As another MFAer puts it, the Stan Smiths “simply have better silhouettes and colorways that can be matched with a wider range of outfits.” Not to mention, as the name indicates, the “Made to Be Remade” version is built in such a way that when you’re finished wearing your pair, you can return them to Adidas and they’ll “turn them into something new.”
Commonly cited as a less expensive alternative to every minimalist’s favorite Common Projects shoes, Greats’ take on the knit shoe is a good option for those who love plain-looking shoes. With the addition of a few simple details that help differentiate it from the Allbirds foamy sneaker aesthetic, Greats are sure to be a high-quality sneaker since they’re made in the same factory as Common Projects. Another added bonus is that each shoe is made of seven plastic bottles.
Ideal for the summer season, Rivieras Leisure Shoes are more or less built for lounging by the pool. More importantly, they’re the least “Silicon Valley” looking shoe on this list.

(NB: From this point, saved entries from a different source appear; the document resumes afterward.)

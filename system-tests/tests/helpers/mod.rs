// system-tests/tests/helpers/mod.rs
// ============================================================================
// Module: System Test Helpers
// Description: Shared helpers for iiko system-tests.
// Purpose: Provide the stub server and live-suite utilities.
// Dependencies: system-tests, iiko-client
// ============================================================================

//! ## Overview
//! Shared helpers for iiko system-tests. The stub server backs the harness
//! suite; live suites use the date helpers to build query windows. The quick
//! menu round trip runs both live and against the stub.

#![allow(dead_code, reason = "Shared helpers are reused across multiple test suites.")]

pub mod live;
// system-tests/tests/suites/replications.rs
// ============================================================================
// Module: Replications Live Tests
// Description: Server mode and replication state.
// Purpose: Validate chain-only endpoints against the reported server mode.
// Dependencies: system-tests, iiko-client
// ============================================================================

//! Replication live tests. Chain-only calls are checked against the server
//! mode first, so non-chain servers report `NotApplicable` instead of an
//! HTTP error.

use iiko_client::ClientError;
use iiko_client::IikoClient;
use iiko_client::models::ReplicationStatusesDto;
use iiko_client::models::ServerType;
use system_tests::CallContext;
use system_tests::ensure;
use system_tests::with_env_session;
use tracing::info;

use crate::helpers::live::CHAIN_ONLY;
use crate::helpers::live::DEPARTMENT_STATUS_ABSENT;
use crate::helpers::live::DynError;

/// Lists replication statuses after confirming a chain server.
async fn chain_statuses(client: &IikoClient) -> Result<ReplicationStatusesDto, ClientError> {
    client.replications().require_chain().await?;
    client.replications().statuses().await
}

#[tokio::test(flavor = "multi_thread")]
async fn server_type_is_known() -> Result<(), DynError> {
    with_env_session(async |harness| {
        let server_type =
            harness.client().replications().server_type().await.context("server type")?;
        info!(server_type = %server_type, "server type retrieved");
        Ok(())
    })
    .await?;
    Ok(())
}

#[tokio::test(flavor = "multi_thread")]
async fn replication_statuses_on_chain_servers() -> Result<(), DynError> {
    with_env_session(async |harness| {
        let statuses =
            CHAIN_ONLY.apply("replication statuses", chain_statuses(harness.client()).await)?;
        if let Some(statuses) = statuses {
            info!(count = statuses.replication_status_dtoes.len(), "replication statuses retrieved");
        }
        Ok(())
    })
    .await?;
    Ok(())
}

#[tokio::test(flavor = "multi_thread")]
async fn department_replication_status_on_chain_servers() -> Result<(), DynError> {
    with_env_session(async |harness| {
        let replications = harness.client().replications();
        let server_type = replications.server_type().await.context("server type")?;
        if server_type != ServerType::Chain {
            info!(server_type = %server_type, "department replication status needs a chain server");
            return Ok(());
        }
        let status = DEPARTMENT_STATUS_ABSENT.apply(
            "department replication status",
            replications.department_status(harness.department_id()).await,
        )?;
        if let Some(department_id) = status.and_then(|status| status.department_id) {
            ensure(
                department_id == harness.department_id(),
                "department replication status",
                "status of another department returned",
            )?;
        }
        Ok(())
    })
    .await?;
    Ok(())
}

If having a pair of shoes you can toss into the wash is at the top of your list, Rothy’s sneakers are the way to go. They’re 100-percent machine washable, so simply slip out the insoles, toss them and the shoes into the washing machine, and let them air dry when they’re done.
They’re not exactly a knitted sneaker a la Allbirds, but this Italian shoemaker (est. 1911) produces one of the more classic pairs of canvas shoes. The quality, per a few different members of the MFA, is on par with Converse and Vans. Most importantly, when they’re swaddling your feet, you’re much more likely to be mistaken for European than tech bro.